23. Code Section 409A
Notwithstanding anything herein to the contrary, in the case of a conversion of vested RSUs and registration and transfer of shares of Common Stock on account of any termination of service (other than death), if the Participant is a “specified employee” as defined in Section 1.409A-1(i) of the final Treasury Regulations under Section 409A of the Code, then solely to the extent required under Section 409A of the Code, a distribution of such shares to the Participant shall not occur until the date which is six (6) months following the date of the Participant’s termination of service (or, if earlier, the date of the Participant’s death).
24. Electronic Delivery and Acceptance.
The Company may, in its sole discretion, decide to deliver any documents related to current or future participation in the Plan by electronic means. The Participant hereby consents to receive such documents by electronic delivery and agrees to participate in the Plan through an on-line or electronic system established and maintained by the Company or a third party designated by the Company.
25. Insider Trading Restrictions/Market Abuse Laws.
The Participant may be subject to insider trading restrictions and/or market abuse laws based on the exchange on which the shares of Common Stock are listed and in applicable jurisdictions including the United States and the Participant’s country or his or her broker’s country, if different, which may affect the Participant’s ability to accept, acquire, sell or otherwise dispose of shares, RSUs or rights linked to the value of shares of Common Stock (e.g., Dividend Equivalents) during such times as the Participant is considered to have “inside information” regarding the Company (as defined by the laws in applicable jurisdictions). Local insider trading laws and regulations may prohibit the cancellation or amendment of orders the Participant placed before he or she possessed inside information. Furthermore, the Participant could be prohibited from (i) disclosing the
inside information to any third party, which may include fellow employees and (ii) “tipping” third parties or causing them otherwise to buy or sell securities. Any restrictions under these laws or regulations are separate from and in addition to any restrictions that may be imposed under any applicable insider trading policy of the Company. The Participant acknowledges that it is the Participant’s responsibility to comply with any applicable restrictions, and the Participant should speak with his or her personal legal advisor on this matter.
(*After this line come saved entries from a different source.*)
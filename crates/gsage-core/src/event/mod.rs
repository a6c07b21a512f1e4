//! # Gsage Core Event System
//!
//! Synchronous publish/subscribe broker shared by every engine subsystem
//! (input routing, window lifecycle, UI context lifecycle, system hot swap).
//!
//! - [`EventDispatcher`](dispatcher::EventDispatcher) maps an event type to
//!   an [`EventSignal`](signal::EventSignal) and fires events through it.
//! - [`EventSignal`](signal::EventSignal) keeps callbacks in priority buckets
//!   (lower value fires first) and short-circuits when a callback returns
//!   [`EventResult::Stop`].
//! - [`EventConnection`](signal::EventConnection) is the token used to remove
//!   one registration later, even after the dispatcher is gone.
//! - [`EventSubscriber`](subscriber::EventSubscriber) is the public way to
//!   register listeners; it tracks its connections and releases them when
//!   either side goes away.
//!
//! Event types are plain strings compared by content, so two subsystems using
//! the same literal share one signal.
pub mod dispatcher;
pub mod error;
pub mod signal;
pub mod subscriber;
pub mod types;

use std::any::Any;
use std::fmt;
use std::sync::Arc;

use crate::event::error::EventSystemError;

/// Type for listener identifiers (unique within one priority bucket of one signal)
pub type EventId = u64;

/// Listener priority. Lower values fire first, `0` is the default.
pub type EventPriority = i32;

/// Priority used when none is given
pub const DEFAULT_PRIORITY: EventPriority = 0;

/// Static event type token, e.g. `"KeyboardEvent::KEY_DOWN"`
pub type EventType = &'static str;

/// Result of event processing
#[derive(Debug, Clone, Copy, PartialEq, Eq)]
pub enum EventResult {
    /// Event was processed and propagation should continue
    Continue,
    /// Event was consumed and propagation should stop
    Stop,
}

impl EventResult {
    pub fn is_stop(self) -> bool {
        self == EventResult::Stop
    }
}

impl From<bool> for EventResult {
    fn from(proceed: bool) -> Self {
        if proceed { EventResult::Continue } else { EventResult::Stop }
    }
}

/// Core event trait
pub trait Event: Any + fmt::Debug + Send + Sync {
    /// Get the type token of this event
    fn event_type(&self) -> &str;

    /// Cast to Any for downcasting
    fn as_any(&self) -> &dyn Any;
}

impl<'a> dyn Event + 'a {
    /// Check event type by content
    pub fn is(&self, event_type: &str) -> bool {
        self.event_type() == event_type
    }

    /// Downcast to a concrete event struct
    pub fn downcast_ref<E: Event>(&self) -> Option<&E> {
        self.as_any().downcast_ref::<E>()
    }

    /// Downcast to a concrete event struct, reporting a mismatch as an error
    pub fn payload<E: Event>(&self) -> Result<&E, EventSystemError> {
        self.downcast_ref::<E>().ok_or_else(|| EventSystemError::UnexpectedPayload {
            event_type: self.event_type().to_string(),
            expected: std::any::type_name::<E>(),
        })
    }
}

/// Listener callback. Receives the firing dispatcher and the event.
pub type EventCallback = Arc<dyn Fn(&dispatcher::EventDispatcher, &dyn Event) -> EventResult + Send + Sync>;

/// Wrap a closure into an [`EventCallback`]
pub fn callback<F>(f: F) -> EventCallback
where
    F: Fn(&dispatcher::EventDispatcher, &dyn Event) -> EventResult + Send + Sync + 'static,
{
    Arc::new(f)
}

/// Re-export important types
pub use dispatcher::{DispatcherId, EventDispatcher};
pub use signal::{EventConnection, EventSignal};
pub use subscriber::EventSubscriber;
pub use types::{
    DispatcherEvent, KeyboardEvent, Modifier, MouseButton, MouseEvent, SystemChangeEvent,
    TextInputEvent, TextureEvent, UiContextEvent, WindowEvent,
};

// Test module declaration
#[cfg(test)]
mod tests;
26. Participant Acceptance.
The Participant must accept the terms and conditions of this Agreement either electronically through the electronic acceptance procedure established by the Company or through a written acceptance delivered to the Company in a form satisfactory to the Company. In no event shall any shares of Common Stock be issued (or other securities or property distributed) under this Agreement in the absence of such acceptance. By accepting the RSUs, Participant agrees that the RSUS are granted under and governed by the terms and conditions of the Plan and this Agreement. Participant has reviewed the Plan and this Agreement in their entirety, has had an opportunity to obtain the advice of counsel prior to accepting this Agreement and fully understands all provisions of the Plan and this Agreement.
The Company and the Participant are executing this Agreement effective as of the Date of Grant set forth in the introductory clause.